Why did Delta burn $50 Million into more shares of Korean right as the pandemic hit, or defer 100s of millions from Virgin while they were in cash savings mode? Because, it is a long-term, strategic investment. Carrying the cost of extra FAs for 6 months is a small strategic investment, which will in the long run pay dividends as they'll be able to tout their actions for years as proof their FAs don't need an employment contract. What makes this labor investment even less risky for DL is the fact a CARES 2 may pass, giving those FAs the same security over the exact same period of time. But by promising early, they can get the goodwill credit even if the taxpayers foot the bill. Kind of like how they took $5.4B CARES 1 money for wages, then convinced thousands of FAs to go on leave and let Delta keep that money. They thoroughly explained how they could double dip the tax-payers for unemployment, and most would get a raise (~5k/mo)! Win for them, and Delta could save those dollars for labor costs beyond OCT 1. They'll say the same thing again if CARES 2 passes.
Your comments certainly don't make us taxpayers want our hard-earned money to go to CARES 2!
You'd probably best stick to your day job - I don't think Public Relations or Government Relations would use your arguments to win support.Losing other people's money is irresponsible and in some cases borders on dishonesty.
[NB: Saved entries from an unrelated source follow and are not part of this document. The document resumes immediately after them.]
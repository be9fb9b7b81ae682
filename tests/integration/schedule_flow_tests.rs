//! End-to-end schedule flow: Scheduler → delegate → event queue → panel.
//!
//! This is the only test in the binary that touches the process-wide
//! event queue.

use core::ops::ControlFlow;

use chrono::{TimeZone, Utc};
use serde_json::json;

use control_io::app::commands::CommandEvent;
use control_io::app::panel::ControlPanel;
use control_io::app::ports::SchedulerDelegate;
use control_io::config::{ScheduleConfig, SystemConfig};
use control_io::events::{self, push_event, Event};
use control_io::scheduler::{Scheduler, WeekdayFilter};

use crate::mock_hw::{MockBroker, MockHardware};

struct QueueDelegate;

impl SchedulerDelegate for QueueDelegate {
    fn on_schedule_fired(&mut self, _label: &str, command: &CommandEvent) {
        assert!(push_event(Event::Scheduled(command.clone())));
    }
}

/// Feed every queued event to the panel; returns how many were handled.
fn drain(panel: &mut ControlPanel, hw: &mut MockHardware, broker: &mut MockBroker) -> usize {
    let mut handled = 0;
    while let Some(event) = events::pop_event() {
        assert_eq!(panel.handle_event(event, 0, hw, broker), Ok(ControlFlow::Continue(())));
        handled += 1;
    }
    handled
}

#[test]
fn weekday_wake_and_evening_dim() {
    let cfg = SystemConfig {
        timezone: "Europe/Berlin".into(),
        schedule: vec![
            ScheduleConfig {
                label: "wake".into(),
                hour: 6,
                minute: 15,
                days: WeekdayFilter::WeekdaysOnly,
                command: "display".into(),
                payload: json!(1),
            },
            ScheduleConfig {
                label: "dim".into(),
                hour: 21,
                minute: 0,
                days: WeekdayFilter::Every,
                command: "brightness".into(),
                payload: json!(40),
            },
        ],
        ..SystemConfig::default()
    };
    cfg.validate().unwrap();

    let mut scheduler = Scheduler::from_config(&cfg.schedule, &cfg.timezone).unwrap();
    let mut panel = ControlPanel::new(&cfg);
    let (mut hw, mut broker) = (MockHardware::new(), MockBroker::new());
    panel.start(0, &mut hw, &mut broker).unwrap();

    while events::pop_event().is_some() {}

    // Turn the display off by remote command first.
    let off = Event::Message {
        topic: "control-io/cmnd/display".into(),
        payload: "0".into(),
    };
    assert_eq!(
        panel.handle_event(off, 0, &mut hw, &mut broker),
        Ok(ControlFlow::Continue(()))
    );

    // Saturday 2024-03-09 05:15 UTC = 06:15 CET: weekday-only rule stays quiet.
    scheduler.tick(Utc.with_ymd_and_hms(2024, 3, 9, 5, 15, 0).unwrap(), &mut QueueDelegate);
    assert_eq!(drain(&mut panel, &mut hw, &mut broker), 0);
    assert!(!panel.router().display().is_on());

    // Monday 2024-03-11 06:15 CET.
    let monday = Utc.with_ymd_and_hms(2024, 3, 11, 5, 15, 10).unwrap();
    scheduler.tick(monday, &mut QueueDelegate);
    scheduler.tick(monday, &mut QueueDelegate);
    assert_eq!(drain(&mut panel, &mut hw, &mut broker), 1);
    assert!(panel.router().display().is_on());

    // 21:00 CET = 20:00 UTC.
    scheduler.tick(Utc.with_ymd_and_hms(2024, 3, 11, 20, 0, 0).unwrap(), &mut QueueDelegate);
    assert_eq!(drain(&mut panel, &mut hw, &mut broker), 1);
    assert_eq!(panel.router().display().brightness(), 40);
    assert_eq!(broker.on("control-io/brightness/STATE").last(), Some(&"40"));
}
-- You celebrate Delta's loss of 4 BILLION dollars in overseas investments, for which public funds (CARES) compensated?
-- You think it's good business that Delta carried a bloated staff far in excess of what it actually needs, at taxpayers' expense?
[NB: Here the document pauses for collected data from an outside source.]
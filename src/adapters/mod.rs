//! Adapters — concrete implementations of the hexagonal port traits.
//!
//! | Adapter       | Implements   | Connects to                     |
//! |---------------|--------------|---------------------------------|
//! | `hardware`    | OutputPort   | ESP32 GPIO, LEDC PWM            |
//! | `mqtt`        | StatusPort   | ESP-IDF MQTT client             |
//! | `config_file` | ConfigPort   | JSON document on SPIFFS         |
//! | `time`        | –            | ESP32 system timer, SNTP clock  |
//! | `wifi`        | –            | ESP-IDF WiFi STA                |
//! | `lockfile`    | –            | SPIFFS                          |

pub mod config_file;
pub mod hardware;
pub mod lockfile;
pub mod mqtt;
pub mod time;
pub mod wifi;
-- You want us taxpayers to pay for Delta's labor relations problems in avoiding getting a Flight Attendant Union?
I disagree strongly with all the above.
United has been much more responsible - to shareholders and employees - in its response to Covid by facing reality and quickly taking difficult, necessary actions to stem losses.
Even American's we'll-never-lose-money-again Dougie Parker has been more realistic than the Delta "wins" you point out.
While I'm glad no Delta Flight Attendants were officially laid off, it's an unsustainable, short-term "win", for all the wrong reasons.
I suspect you will rue your victory lap today should the crisis drag on and Delta file for bankruptcy, which is not at all outside the realm of possibility.
Besides, if you've ever worked in a unionized company, you know that there are some advantages. The relationship between management and employees is formalized, structured, generally very professional, and often collaborative. There are highly unionized companies that give excellent customer service, have low costs, and are very profitable. Just look at Southwest Airlines to see all this in action.